Effective collaboration requires culturally safe engagement, appropriate consent, and meaningful influence over how knowledge is used.

Place shapes resilience

Catchments, landscapes, farming systems, hazards, ecosystems and community networks all shape what practical resilience looks like.

The long term is practical

Decisions that protect soil, water, biodiversity, livelihoods and community capability reduce vulnerability before the next disruption occurs.

Appropriate use

A framework for reflection, not a template to impose.

The WEKA Framework is a doctoral research contribution. It is not a substitute for mana whenua authority, tikanga, local relationships or established decision-making processes.

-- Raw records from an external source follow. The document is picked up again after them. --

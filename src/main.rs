// src/main.rs

use dagrun::{cli, logging, run};

#[tokio::main]
async fn main() {
    match run_main().await {
        Ok(true) => {}
        Ok(false) => std::process::exit(1),
        Err(err) => {
            eprintln!("dagrun error: {err:?}");
            std::process::exit(1);
        }
    }
}

async fn run_main() -> anyhow::Result<bool> {
    let args = cli::parse();
    logging::init_logging(args.log_level)?;
    let report = run(args).await?;
    Ok(report.success())
}
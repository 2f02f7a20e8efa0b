// src/dag/graph.rs

use std::collections::HashMap;

use petgraph::algo::toposort;
use petgraph::graphmap::DiGraphMap;
use tracing::debug;

use crate::dag::task::{Task, TaskNode};
use crate::dag::TaskName;
use crate::errors::{DagrunError, Result};

/// In-memory task graph keyed by task name.
///
/// Tasks are registered one at a time; a dependency may name a task that is
/// registered later. Nothing is checked about the edges until
/// [`TaskGraph::validate`], which every cycle runs before starting any work.
///
/// The dependents adjacency (reverse edges) is maintained on registration so
/// that completion fan-out does not have to scan the whole graph.
#[derive(Debug, Default)]
pub struct TaskGraph {
    nodes: HashMap<TaskName, TaskNode>,
    /// dependency name -> tasks that list it in their dependencies.
    dependents: HashMap<TaskName, Vec<TaskName>>,
}

impl TaskGraph {
    pub fn new() -> Self {
        Self::default()
    }

    /// Register a task with its prerequisite task names.
    ///
    /// Duplicate names in `deps` are collapsed. Fails with
    /// [`DagrunError::DuplicateTask`] if `name` is already registered.
    pub fn register_task<I, S>(
        &mut self,
        name: impl Into<TaskName>,
        deps: I,
        task: impl Task + 'static,
    ) -> Result<()>
    where
        I: IntoIterator<Item = S>,
        S: Into<TaskName>,
    {
        let name = name.into();
        if self.nodes.contains_key(&name) {
            return Err(DagrunError::DuplicateTask(name));
        }

        let mut unique: Vec<TaskName> = Vec::new();
        for dep in deps {
            let dep = dep.into();
            if !unique.contains(&dep) {
                unique.push(dep);
            }
        }

        for dep in &unique {
            self.dependents
                .entry(dep.clone())
                .or_default()
                .push(name.clone());
        }

        debug!(task = %name, deps = ?unique, "registered task");

        self.nodes.insert(
            name.clone(),
            TaskNode {
                name,
                deps: unique,
                task: Box::new(task),
            },
        );
        Ok(())
    }

    pub fn len(&self) -> usize {
        self.nodes.len()
    }

    pub fn is_empty(&self) -> bool {
        self.nodes.is_empty()
    }

    pub fn contains(&self, name: &str) -> bool {
        self.nodes.contains_key(name)
    }

    /// Return all task names (unspecified order).
    pub fn tasks(&self) -> impl Iterator<Item = &str> {
        self.nodes.keys().map(|s| s.as_str())
    }

    pub fn node(&self, name: &str) -> Option<&TaskNode> {
        self.nodes.get(name)
    }

    pub(crate) fn nodes(&self) -> impl Iterator<Item = &TaskNode> {
        self.nodes.values()
    }

    /// Immediate dependencies of a task.
    pub fn dependencies_of(&self, name: &str) -> &[TaskName] {
        self.nodes
            .get(name)
            .map(|n| n.deps.as_slice())
            .unwrap_or(&[])
    }

    /// Immediate dependents of a task (tasks that list this one as a dependency).
    pub fn dependents_of(&self, name: &str) -> &[TaskName] {
        self.dependents
            .get(name)
            .map(|d| d.as_slice())
            .unwrap_or(&[])
    }

    /// Check that every dependency is registered and that there are no cycles.
    pub fn validate(&self) -> Result<()> {
        crate::dag::validate::validate_graph(self)
    }

    /// One valid execution order, dependencies first.
    ///
    /// Validates the graph first so that a broken graph yields the same
    /// structured error as a run would.
    pub fn topological_order(&self) -> Result<Vec<TaskName>> {
        self.validate()?;

        // Edge direction: dep -> task.
        let mut graph: DiGraphMap<&str, ()> = DiGraphMap::new();
        for name in self.nodes.keys() {
            graph.add_node(name.as_str());
        }
        for node in self.nodes.values() {
            for dep in &node.deps {
                graph.add_edge(dep.as_str(), node.name.as_str(), ());
            }
        }

        match toposort(&graph, None) {
            Ok(order) => Ok(order.into_iter().map(str::to_string).collect()),
            // validate() already rejected cycles.
            Err(cycle) => Err(DagrunError::CycleDetected(vec![cycle.node_id().to_string()])),
        }
    }
}

#[cfg(test)]
mod tests {
    use super::*;
    use crate::dag::task::task_fn;

    fn noop() -> impl Task {
        task_fn(|| Ok(()))
    }

    #[test]
    fn duplicate_registration_is_rejected() {
        let mut g = TaskGraph::new();
        g.register_task("A", Vec::<String>::new(), noop()).unwrap();
        let err = g.register_task("A", ["B"], noop()).unwrap_err();
        assert!(matches!(err, DagrunError::DuplicateTask(ref n) if n == "A"));
        assert_eq!(g.len(), 1);
        assert!(g.dependents_of("B").is_empty());
    }

    #[test]
    fn adjacency_is_built_both_ways() {
        let mut g = TaskGraph::new();
        g.register_task("C", ["A", "B", "A"], noop()).unwrap();
        g.register_task("A", Vec::<String>::new(), noop()).unwrap();
        g.register_task("B", Vec::<String>::new(), noop()).unwrap();

        assert_eq!(g.dependencies_of("C"), ["A".to_string(), "B".to_string()]);
        assert_eq!(g.dependents_of("A"), ["C".to_string()]);
        assert_eq!(g.dependents_of("B"), ["C".to_string()]);
        assert!(g.dependents_of("C").is_empty());
    }

    #[test]
    fn topological_order_respects_edges() {
        let mut g = TaskGraph::new();
        g.register_task("E", ["C", "D"], noop()).unwrap();
        g.register_task("D", ["C"], noop()).unwrap();
        g.register_task("C", ["A", "B"], noop()).unwrap();
        g.register_task("B", Vec::<String>::new(), noop()).unwrap();
        g.register_task("A", Vec::<String>::new(), noop()).unwrap();

        let order = g.topological_order().unwrap();
        assert_eq!(order.len(), 5);
        let pos = |n: &str| order.iter().position(|x| x == n).unwrap();
        for name in g.tasks() {
            for dep in g.dependencies_of(name) {
                assert!(pos(dep) < pos(name), "{dep} must come before {name}");
            }
        }
    }
}
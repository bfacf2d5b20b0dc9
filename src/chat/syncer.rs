//! 会话同步服务层
//!
//! 本地存储与远端 AI 服务之间的编排核心：用户引导、化验分析提交、
//! 会话续聊、进入时的恢复决策、本地重置。上层 UI 只经过这里访问
//! 数据，既不直接读写本地库，也不直接调用远端接口。

use std::sync::Arc;

use chrono::Utc;
use tracing::{debug, info, warn};

use crate::chat::api::{HealthAiApi, HttpHealthAiApi};
use crate::chat::error::{ChatError, ChatResult};
use crate::chat::models::{LocalChatMessage, LocalChatUser, LocalConversation};
use crate::chat::store::ChatStore;
use crate::chat::types::{AnalysisData, AnalyzeRequest, ChatTurn, LabReport};

/// 进入时最多展示的可恢复会话数
const RESUME_CANDIDATES: usize = 3;

/// 同步器配置
pub struct ChatSyncerConfig {
    /// 远端 AI 服务基础 URL
    pub api_base_url: String,
    /// SQLite 数据库 URL，如 "sqlite://ai_chat.db?mode=rwc"
    pub db_path: String,
}

/// 创建远端用户所需的资料
#[derive(Debug, Clone)]
pub struct UserProfile {
    pub name: String,
    pub age: i64,
    pub gender: String,
}

/// 同步器持有的显式会话上下文
///
/// 当前用户与活跃会话都在这里，不依赖任何全局可变状态。
#[derive(Debug, Clone)]
pub struct ChatSession {
    pub user_id: String,
    /// 续聊默认落到的会话；None 表示下一次分析将开启新会话
    pub active_conversation_id: Option<String>,
}

/// 进入聊天时的恢复决策
#[derive(Debug)]
pub enum EntryState {
    /// 没有历史会话，引导用户提交第一次化验分析
    FirstAnalysis,
    /// 存在历史会话，最多给出最近更新的三个候选
    Resumable(Vec<LocalConversation>),
}

/// 恢复会话时返回的重放数据
#[derive(Debug)]
pub struct ResumedConversation {
    pub conversation: LocalConversation,
    pub messages: Vec<LocalChatMessage>,
}

/// 会话同步器
pub struct ChatSyncer {
    store: ChatStore,
    api: Arc<dyn HealthAiApi>,
    session: Option<ChatSession>,
}

impl ChatSyncer {
    /// 按配置创建同步器：建库、建表、建 HTTP 客户端
    pub async fn new(config: ChatSyncerConfig) -> ChatResult<Self> {
        info!(
            "[Syncer] 创建会话同步器，SQLite: {}, API: {}",
            config.db_path, config.api_base_url
        );
        let store = ChatStore::connect(&config.db_path).await?;
        store.init().await?;
        let api = Arc::new(HttpHealthAiApi::new(config.api_base_url.as_str())?);
        Ok(Self::with_store_and_api(store, api))
    }

    /// 使用外部构建好的存储与远端客户端（嵌入方或测试使用）
    pub fn with_store_and_api(store: ChatStore, api: Arc<dyn HealthAiApi>) -> Self {
        Self {
            store,
            api,
            session: None,
        }
    }

    /// 当前会话上下文
    pub fn session(&self) -> Option<&ChatSession> {
        self.session.as_ref()
    }

    /// 底层存储访问（供测试与嵌入方查询）
    pub fn store(&self) -> &ChatStore {
        &self.store
    }

    /// 用户引导：取本地用户，没有才创建远端用户
    ///
    /// 本地已有用户时不发任何网络请求。远端创建成功而本地保存失败时，
    /// 远端身份成为孤儿，不做自动补救，错误原样抛出。
    pub async fn bootstrap(&mut self, profile: &UserProfile) -> ChatResult<ChatSession> {
        let user_id = match self.store.current_user().await? {
            Some(user) => {
                debug!("[Syncer] 命中本地用户: {}", user.user_id);
                user.user_id
            }
            None => {
                info!("[Syncer] 本地无用户，向远端创建: {}", profile.name);
                let user_id = self
                    .api
                    .create_user(&profile.name, profile.age, &profile.gender)
                    .await?;
                let user = LocalChatUser {
                    user_id: user_id.clone(),
                    name: profile.name.clone(),
                    age: profile.age,
                    gender: profile.gender.clone(),
                    created_at: Utc::now().to_rfc3339(),
                };
                if let Err(e) = self.store.save_user(&user).await {
                    warn!(
                        "[Syncer] ⚠️ 本地保存用户失败，远端身份 {} 已成为孤儿: {}",
                        user_id, e
                    );
                    return Err(e);
                }
                info!("[Syncer] ✅ 用户引导完成: {}", user_id);
                user_id
            }
        };

        // 同一用户重复引导时保留已激活的会话
        let active_conversation_id = self
            .session
            .as_ref()
            .filter(|s| s.user_id == user_id)
            .and_then(|s| s.active_conversation_id.clone());
        let session = ChatSession {
            user_id,
            active_conversation_id,
        };
        self.session = Some(session.clone());
        Ok(session)
    }

    /// 提交化验分析，成功后本地落会话并将其设为活跃
    ///
    /// 至少需要一项指标，否则不发请求直接拒绝。
    pub async fn submit_analysis(&mut self, report: &LabReport) -> ChatResult<AnalysisData> {
        let user_id = self
            .session
            .as_ref()
            .map(|s| s.user_id.clone())
            .ok_or_else(|| ChatError::Validation("尚未完成用户引导".to_string()))?;

        if report.is_empty() {
            return Err(ChatError::Validation(
                "至少需要填写一项化验指标".to_string(),
            ));
        }

        let req = AnalyzeRequest::from_report(&user_id, report);
        let snapshot = serde_json::to_string(&req)
            .map_err(|e| ChatError::Validation(format!("序列化分析请求失败: {}", e)))?;

        let data = self.api.analyze(&req).await?;

        let now = Utc::now().to_rfc3339();
        let conv = LocalConversation {
            conversation_id: data.conversation_id.clone(),
            user_id,
            blood_test_id: data.blood_test_id.clone(),
            analysis_snapshot: Some(snapshot),
            ai_explanation: Some(data.ai_explanation.clone()),
            overall_risk: Some(data.analysis.overall_risk.clone()),
            created_at: now.clone(),
            updated_at: now,
        };
        self.store.save_conversation(&conv).await?;

        if let Some(session) = self.session.as_mut() {
            session.active_conversation_id = Some(data.conversation_id.clone());
        }
        info!("[Syncer] ✅ 分析会话已落库: {}", data.conversation_id);

        // 远端响应原样返回，建议列表等由上层直接渲染
        Ok(data)
    }

    /// 会话续聊
    ///
    /// 用户消息在发起网络请求之前落库；请求失败时用户消息保留，
    /// 对话中留下一条未应答的用户轮次，由上层提示重试。
    pub async fn continue_conversation(
        &mut self,
        conversation_id: &str,
        content: &str,
    ) -> ChatResult<ChatTurn> {
        let user_msg = LocalChatMessage {
            conversation_id: conversation_id.to_string(),
            content: content.to_string(),
            is_user: true,
            timestamp: Utc::now().to_rfc3339(),
        };
        self.store.append_message(&user_msg).await?;

        let turn = self.api.continue_chat(conversation_id, content).await?;

        let reply = LocalChatMessage {
            conversation_id: conversation_id.to_string(),
            content: turn.assistant_response.clone(),
            is_user: false,
            timestamp: Utc::now().to_rfc3339(),
        };
        self.store.append_message(&reply).await?;

        debug!("[Syncer] 会话 {} 新增一轮对话", conversation_id);
        Ok(turn)
    }

    /// 进入聊天时的恢复决策
    ///
    /// 先完成用户引导，再查历史会话：没有则提示首次分析，
    /// 有则给出最近更新的至多三个候选。
    pub async fn entry_state(&mut self, profile: &UserProfile) -> ChatResult<EntryState> {
        let session = self.bootstrap(profile).await?;

        let mut conversations = self.store.conversations_for_user(&session.user_id).await?;
        if conversations.is_empty() {
            info!("[Syncer] 无历史会话，进入首次分析引导");
            return Ok(EntryState::FirstAnalysis);
        }

        info!(
            "[Syncer] 发现 {} 个历史会话，展示最近 {} 个",
            conversations.len(),
            RESUME_CANDIDATES.min(conversations.len())
        );
        conversations.truncate(RESUME_CANDIDATES);
        Ok(EntryState::Resumable(conversations))
    }

    /// 恢复指定会话：加载消息与分析结论，并设为活跃会话
    pub async fn resume(&mut self, conversation_id: &str) -> ChatResult<ResumedConversation> {
        let session = self
            .session
            .as_mut()
            .ok_or_else(|| ChatError::Validation("尚未完成用户引导".to_string()))?;

        let conversation = self
            .store
            .conversation_by_id(conversation_id)
            .await?
            .ok_or_else(|| {
                ChatError::Validation(format!("会话不存在: {}", conversation_id))
            })?;
        let messages = self.store.messages_for_conversation(conversation_id).await?;

        session.active_conversation_id = Some(conversation_id.to_string());
        info!(
            "[Syncer] ▶️ 恢复会话 {}，历史消息 {} 条",
            conversation_id,
            messages.len()
        );

        Ok(ResumedConversation {
            conversation,
            messages,
        })
    }

    /// 开启新会话：仅清除活跃会话引用，历史会话保留
    ///
    /// 下一次提交分析会拿到新的 conversation_id，与旧会话并存。
    pub fn start_new(&mut self) {
        if let Some(session) = self.session.as_mut() {
            session.active_conversation_id = None;
        }
        info!("[Syncer] 已切换到新会话模式");
    }

    /// 本地重置：清空三张表并丢弃内存中的会话上下文
    ///
    /// 不调用远端接口，远端身份与数据原样保留。
    pub async fn reset(&mut self) -> ChatResult<()> {
        self.store.clear_all().await?;
        self.session = None;
        info!("[Syncer] 🗑️ 本地聊天数据已重置");
        Ok(())
    }
}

Any practical application needs to be developed with the relevant iwi, hapū, rūnanga, landowners, communities and knowledge holders. The framework is intended to support better questions, stronger relationships and more thoughtful practice.

For communities

A basis for discussing local resilience, relationships and long-term priorities.

For organisations

A prompt to consider governance, knowledge-sharing, consent and practical capability.

For researchers

A contribution to discussion on knowledge integration, resilience and ethical collaboration.

Full publication

Weaving Worlds: The WEKA Framework for Indigenous-Guided Disaster Resilience in Canterbury’s Agricultural Sector

Doctor of Business Administration thesis, Manipal GlobalNxt University, March 2025.

Suggested citation

Swiggs, D. (2025). Weaving Worlds: The WEKA Framework for Indigenous-Guided Disaster Resilience in Canterbury’s Agricultural Sector. Doctor of Business Administration thesis, Manipal GlobalNxt University.

The research is shared for public learning and discussion. Please respect the intellectual, cultural and ethical context of material concerning mātauranga Māori.